▸ **Directions**: Retype the entries exactly, keeping every line intact.

Extracted records
=== Section Start ===
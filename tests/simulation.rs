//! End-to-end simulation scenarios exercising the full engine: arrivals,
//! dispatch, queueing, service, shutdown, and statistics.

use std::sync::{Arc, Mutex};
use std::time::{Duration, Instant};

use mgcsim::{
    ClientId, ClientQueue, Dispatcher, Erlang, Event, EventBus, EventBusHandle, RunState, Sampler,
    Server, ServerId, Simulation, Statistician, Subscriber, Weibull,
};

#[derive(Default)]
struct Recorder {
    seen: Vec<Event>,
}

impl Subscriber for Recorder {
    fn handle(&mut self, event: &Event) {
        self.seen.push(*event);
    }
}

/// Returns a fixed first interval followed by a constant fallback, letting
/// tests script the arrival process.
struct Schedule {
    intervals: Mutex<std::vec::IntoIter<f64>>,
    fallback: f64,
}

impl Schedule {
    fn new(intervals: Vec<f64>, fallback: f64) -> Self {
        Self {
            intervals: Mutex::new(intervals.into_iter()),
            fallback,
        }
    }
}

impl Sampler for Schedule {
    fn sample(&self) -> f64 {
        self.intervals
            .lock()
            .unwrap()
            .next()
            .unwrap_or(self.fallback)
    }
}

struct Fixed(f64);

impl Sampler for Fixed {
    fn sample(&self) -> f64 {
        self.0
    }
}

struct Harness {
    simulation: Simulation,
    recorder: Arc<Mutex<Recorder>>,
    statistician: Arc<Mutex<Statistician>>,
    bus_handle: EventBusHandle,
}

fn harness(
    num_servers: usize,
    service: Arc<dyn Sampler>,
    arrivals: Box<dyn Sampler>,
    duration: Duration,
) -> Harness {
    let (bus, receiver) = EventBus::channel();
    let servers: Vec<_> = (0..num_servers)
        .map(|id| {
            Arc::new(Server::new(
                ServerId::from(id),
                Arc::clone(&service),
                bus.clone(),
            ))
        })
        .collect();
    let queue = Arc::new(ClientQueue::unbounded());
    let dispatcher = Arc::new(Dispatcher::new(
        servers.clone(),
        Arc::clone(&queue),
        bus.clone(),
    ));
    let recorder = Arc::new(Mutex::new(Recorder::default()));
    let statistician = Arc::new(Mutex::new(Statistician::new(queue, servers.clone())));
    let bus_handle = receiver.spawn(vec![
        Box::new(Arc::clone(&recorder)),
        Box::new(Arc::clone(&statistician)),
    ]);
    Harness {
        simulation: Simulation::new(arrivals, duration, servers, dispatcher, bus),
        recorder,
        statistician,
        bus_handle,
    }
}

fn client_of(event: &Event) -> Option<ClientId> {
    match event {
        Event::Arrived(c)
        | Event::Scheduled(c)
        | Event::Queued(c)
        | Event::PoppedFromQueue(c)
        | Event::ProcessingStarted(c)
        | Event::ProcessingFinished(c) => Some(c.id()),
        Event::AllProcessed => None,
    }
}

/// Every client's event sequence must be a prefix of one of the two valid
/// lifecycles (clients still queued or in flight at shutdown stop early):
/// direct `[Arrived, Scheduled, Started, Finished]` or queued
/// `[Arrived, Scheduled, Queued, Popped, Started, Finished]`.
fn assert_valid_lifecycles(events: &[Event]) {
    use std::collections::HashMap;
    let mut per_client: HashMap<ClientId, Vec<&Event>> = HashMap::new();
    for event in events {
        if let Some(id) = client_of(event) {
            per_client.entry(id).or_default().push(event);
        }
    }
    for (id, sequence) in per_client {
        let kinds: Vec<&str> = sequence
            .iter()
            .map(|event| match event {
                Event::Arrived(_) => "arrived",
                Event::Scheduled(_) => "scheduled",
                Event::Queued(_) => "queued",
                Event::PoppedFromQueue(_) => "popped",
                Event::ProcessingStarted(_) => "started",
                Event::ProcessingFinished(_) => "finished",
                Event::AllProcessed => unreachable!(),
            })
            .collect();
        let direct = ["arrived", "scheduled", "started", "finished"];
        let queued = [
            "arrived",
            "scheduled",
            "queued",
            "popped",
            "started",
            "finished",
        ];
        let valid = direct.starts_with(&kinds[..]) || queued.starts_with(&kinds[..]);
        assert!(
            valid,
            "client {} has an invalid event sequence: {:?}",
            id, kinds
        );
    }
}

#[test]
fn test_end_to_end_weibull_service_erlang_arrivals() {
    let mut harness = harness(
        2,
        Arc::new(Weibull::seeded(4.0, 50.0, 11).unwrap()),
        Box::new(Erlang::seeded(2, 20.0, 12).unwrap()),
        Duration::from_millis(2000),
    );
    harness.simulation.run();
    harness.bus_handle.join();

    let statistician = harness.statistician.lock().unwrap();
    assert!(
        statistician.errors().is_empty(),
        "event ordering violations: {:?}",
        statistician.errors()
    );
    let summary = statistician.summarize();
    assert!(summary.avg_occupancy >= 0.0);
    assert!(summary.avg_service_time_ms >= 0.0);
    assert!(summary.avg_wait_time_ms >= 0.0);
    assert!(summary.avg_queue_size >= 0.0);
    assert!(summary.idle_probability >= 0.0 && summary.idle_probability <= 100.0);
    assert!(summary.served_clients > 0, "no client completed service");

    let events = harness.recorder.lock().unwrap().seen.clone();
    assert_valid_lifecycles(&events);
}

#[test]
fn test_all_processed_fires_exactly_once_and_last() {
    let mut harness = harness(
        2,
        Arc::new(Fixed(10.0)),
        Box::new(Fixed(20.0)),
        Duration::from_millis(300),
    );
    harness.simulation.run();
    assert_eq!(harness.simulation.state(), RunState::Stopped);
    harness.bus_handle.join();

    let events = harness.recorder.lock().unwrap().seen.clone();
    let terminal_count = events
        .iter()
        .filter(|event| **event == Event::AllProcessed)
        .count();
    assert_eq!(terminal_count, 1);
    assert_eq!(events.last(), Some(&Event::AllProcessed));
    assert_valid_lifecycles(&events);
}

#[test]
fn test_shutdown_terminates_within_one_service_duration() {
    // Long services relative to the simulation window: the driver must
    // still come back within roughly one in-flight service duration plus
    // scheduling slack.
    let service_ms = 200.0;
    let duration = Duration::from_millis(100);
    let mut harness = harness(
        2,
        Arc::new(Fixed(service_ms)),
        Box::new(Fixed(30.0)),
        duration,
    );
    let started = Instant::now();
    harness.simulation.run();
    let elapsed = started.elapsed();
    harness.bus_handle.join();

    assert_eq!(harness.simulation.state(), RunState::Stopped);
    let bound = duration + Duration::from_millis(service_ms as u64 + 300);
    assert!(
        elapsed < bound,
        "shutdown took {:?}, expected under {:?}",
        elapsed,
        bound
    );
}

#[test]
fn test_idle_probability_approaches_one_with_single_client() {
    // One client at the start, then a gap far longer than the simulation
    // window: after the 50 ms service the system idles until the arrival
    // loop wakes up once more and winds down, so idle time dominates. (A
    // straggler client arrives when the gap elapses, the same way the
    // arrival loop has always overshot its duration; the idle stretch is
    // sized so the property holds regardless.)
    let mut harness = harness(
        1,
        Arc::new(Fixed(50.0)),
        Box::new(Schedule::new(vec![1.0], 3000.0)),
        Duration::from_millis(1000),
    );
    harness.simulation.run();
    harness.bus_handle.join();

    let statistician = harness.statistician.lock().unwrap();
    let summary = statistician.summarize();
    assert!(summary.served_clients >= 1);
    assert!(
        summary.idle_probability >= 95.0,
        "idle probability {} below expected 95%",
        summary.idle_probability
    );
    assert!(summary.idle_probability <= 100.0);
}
=== Section End ===
▸ **Reply**:
filename tests/simulation.rs
//! End-to-end simulation scenarios exercising the full engine: arrivals,
//! dispatch, queueing, service, shutdown, and statistics.

use std::sync::{Arc, Mutex};
use std::time::{Duration, Instant};

use mgcsim::{
    ClientId, ClientQueue, Dispatcher, Erlang, Event, EventBus, EventBusHandle, RunState, Sampler,
    Server, ServerId, Simulation, Statistician, Subscriber, Weibull,
};

#[derive(Default)]
struct Recorder {
    seen: Vec<Event>,
}

impl Subscriber for Recorder {
    fn handle(&mut self, event: &Event) {
        self.seen.push(*event);
    }
}

/// Returns a fixed first interval followed by a constant fallback, letting
/// tests script the arrival process.
struct Schedule {
    intervals: Mutex<std::vec::IntoIter<f64>>,
    fallback: f64,
}

impl Schedule {
    fn new(intervals: Vec<f64>, fallback: f64) -> Self {
        Self {
            intervals: Mutex::new(intervals.into_iter()),
            fallback,
        }
    }
}

impl Sampler for Schedule {
    fn sample(&self) -> f64 {
        self.intervals
            .lock()
            .unwrap()
            .next()
            .unwrap_or(self.fallback)
    }
}

struct Fixed(f64);

impl Sampler for Fixed {
    fn sample(&self) -> f64 {
        self.0
    }
}

struct Harness {
    simulation: Simulation,
    recorder: Arc<Mutex<Recorder>>,
    statistician: Arc<Mutex<Statistician>>,
    bus_handle: EventBusHandle,
}

fn harness(
    num_servers: usize,
    service: Arc<dyn Sampler>,
    arrivals: Box<dyn Sampler>,
    duration: Duration,
) -> Harness {
    let (bus, receiver) = EventBus::channel();
    let servers: Vec<_> = (0..num_servers)
        .map(|id| {
            Arc::new(Server::new(
                ServerId::from(id),
                Arc::clone(&service),
                bus.clone(),
            ))
        })
        .collect();
    let queue = Arc::new(ClientQueue::unbounded());
    let dispatcher = Arc::new(Dispatcher::new(
        servers.clone(),
        Arc::clone(&queue),
        bus.clone(),
    ));
    let recorder = Arc::new(Mutex::new(Recorder::default()));
    let statistician = Arc::new(Mutex::new(Statistician::new(queue, servers.clone())));
    let bus_handle = receiver.spawn(vec![
        Box::new(Arc::clone(&recorder)),
        Box::new(Arc::clone(&statistician)),
    ]);
    Harness {
        simulation: Simulation::new(arrivals, duration, servers, dispatcher, bus),
        recorder,
        statistician,
        bus_handle,
    }
}

fn client_of(event: &Event) -> Option<ClientId> {
    match event {
        Event::Arrived(c)
        | Event::Scheduled(c)
        | Event::Queued(c)
        | Event::PoppedFromQueue(c)
        | Event::ProcessingStarted(c)
        | Event::ProcessingFinished(c) => Some(c.id()),
        Event::AllProcessed => None,
    }
}

/// Every client's event sequence must be a prefix of one of the two valid
/// lifecycles (clients still queued or in flight at shutdown stop early):
/// direct `[Arrived, Scheduled, Started, Finished]` or queued
/// `[Arrived, Scheduled, Queued, Popped, Started, Finished]`.
fn assert_valid_lifecycles(events: &[Event]) {
    use std::collections::HashMap;
    let mut per_client: HashMap<ClientId, Vec<&Event>> = HashMap::new();
    for event in events {
        if let Some(id) = client_of(event) {
            per_client.entry(id).or_default().push(event);
        }
    }
    for (id, sequence) in per_client {
        let kinds: Vec<&str> = sequence
            .iter()
            .map(|event| match event {
                Event::Arrived(_) => "arrived",
                Event::Scheduled(_) => "scheduled",
                Event::Queued(_) => "queued",
                Event::PoppedFromQueue(_) => "popped",
                Event::ProcessingStarted(_) => "started",
                Event::ProcessingFinished(_) => "finished",
                Event::AllProcessed => unreachable!(),
            })
            .collect();
        let direct = ["arrived", "scheduled", "started", "finished"];
        let queued = [
            "arrived",
            "scheduled",
            "queued",
            "popped",
            "started",
            "finished",
        ];
        let valid = direct.starts_with(&kinds[..]) || queued.starts_with(&kinds[..]);
        assert!(
            valid,
            "client {} has an invalid event sequence: {:?}",
            id, kinds
        );
    }
}

#[test]
fn test_end_to_end_weibull_service_erlang_arrivals() {
    let mut harness = harness(
        2,
        Arc::new(Weibull::seeded(4.0, 50.0, 11).unwrap()),
        Box::new(Erlang::seeded(2, 20.0, 12).unwrap()),
        Duration::from_millis(2000),
    );
    harness.simulation.run();
    harness.bus_handle.join();

    let statistician = harness.statistician.lock().unwrap();
    assert!(
        statistician.errors().is_empty(),
        "event ordering violations: {:?}",
        statistician.errors()
    );
    let summary = statistician.summarize();
    assert!(summary.avg_occupancy >= 0.0);
    assert!(summary.avg_service_time_ms >= 0.0);
    assert!(summary.avg_wait_time_ms >= 0.0);
    assert!(summary.avg_queue_size >= 0.0);
    assert!(summary.idle_probability >= 0.0 && summary.idle_probability <= 100.0);
    assert!(summary.served_clients > 0, "no client completed service");

    let events = harness.recorder.lock().unwrap().seen.clone();
    assert_valid_lifecycles(&events);
}

#[test]
fn test_all_processed_fires_exactly_once_and_last() {
    let mut harness = harness(
        2,
        Arc::new(Fixed(10.0)),
        Box::new(Fixed(20.0)),
        Duration::from_millis(300),
    );
    harness.simulation.run();
    assert_eq!(harness.simulation.state(), RunState::Stopped);
    harness.bus_handle.join();

    let events = harness.recorder.lock().unwrap().seen.clone();
    let terminal_count = events
        .iter()
        .filter(|event| **event == Event::AllProcessed)
        .count();
    assert_eq!(terminal_count, 1);
    assert_eq!(events.last(), Some(&Event::AllProcessed));
    assert_valid_lifecycles(&events);
}

#[test]
fn test_shutdown_terminates_within_one_service_duration() {
    // Long services relative to the simulation window: the driver must
    // still come back within roughly one in-flight service duration plus
    // scheduling slack.
    let service_ms = 200.0;
    let duration = Duration::from_millis(100);
    let mut harness = harness(
        2,
        Arc::new(Fixed(service_ms)),
        Box::new(Fixed(30.0)),
        duration,
    );
    let started = Instant::now();
    harness.simulation.run();
    let elapsed = started.elapsed();
    harness.bus_handle.join();

    assert_eq!(harness.simulation.state(), RunState::Stopped);
    let bound = duration + Duration::from_millis(service_ms as u64 + 300);
    assert!(
        elapsed < bound,
        "shutdown took {:?}, expected under {:?}",
        elapsed,
        bound
    );
}

#[test]
fn test_idle_probability_approaches_one_with_single_client() {
    // One client at the start, then a gap far longer than the simulation
    // window: after the 50 ms service the system idles until the arrival
    // loop wakes up once more and winds down, so idle time dominates. (A
    // straggler client arrives when the gap elapses, the same way the
    // arrival loop has always overshot its duration; the idle stretch is
    // sized so the property holds regardless.)
    let mut harness = harness(
        1,
        Arc::new(Fixed(50.0)),
        Box::new(Schedule::new(vec![1.0], 3000.0)),
        Duration::from_millis(1000),
    );
    harness.simulation.run();
    harness.bus_handle.join();

    let statistician = harness.statistician.lock().unwrap();
    let summary = statistician.summarize();
    assert!(summary.served_clients >= 1);
    assert!(
        summary.idle_probability >= 95.0,
        "idle probability {} below expected 95%",
        summary.idle_probability
    );
    assert!(summary.idle_probability <= 100.0);
}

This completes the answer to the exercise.